PHOTOFRAGMENTATION OF CF2I2 - COMPETITION BETWEEN RADICAL AND 3-BODY DISSOCIATION

The photodissociation of CF2I2 following excitation into the first UV absorption band system has been studied by photofragment translational spectroscopy. Time-of-flight and angular distributions of the dissociation products measured at the photolysis wavelengths 351, 337, 308, and 248 nm reveal the competition between a radical channel that forms the fragment pairs CF2I + I and a three-body dissociation that yields CF2 + I + I. These processes are found to occur via B1 <-- A1 type electronic transitions.
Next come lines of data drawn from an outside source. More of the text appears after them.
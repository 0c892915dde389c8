pub mod consts {
    pub mod consts;
}

pub mod database {
    pub mod store;
}

pub mod model {
    pub mod person;
    pub mod validation;
}

pub mod server {
    pub mod handlers;
    pub mod options;
    pub mod routes;
    pub mod server;
}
For the iodine atoms produced in the radical channel the spin-orbit branching ratio I*(2P1/2)/I(2P3/2) increases from I*/I = 0.02 at 351 nm to I*/I = 0.2 at 337 nm and reaches I*/I = 2 at 308 nm. This wavelength-dependent selectivity of the I*/I ratio suggests that the absorption band system is composed of at least two overlapping B1 <-- A1 transitions. Although energetically accessible at 351 nm (where CF2I from the radical channel decays spontaneously to CF2 + I), the three-body dissociation is observed first at 308 nm as a minor decay mode and becomes the exclusive decay at 248 nm. The dissociation energy for the formation of CF2I + I(2P3/2) was determined to be D0I less-than-or-equal-to 51.3 +/- 2 kcal/mol; in the case of the reaction forming CF2 + I(2P3/2) + I(2P3/2) the dissociation energy is D0I + D0II less-than-or-equal-to 63.3 +/- 2 kcal/mol.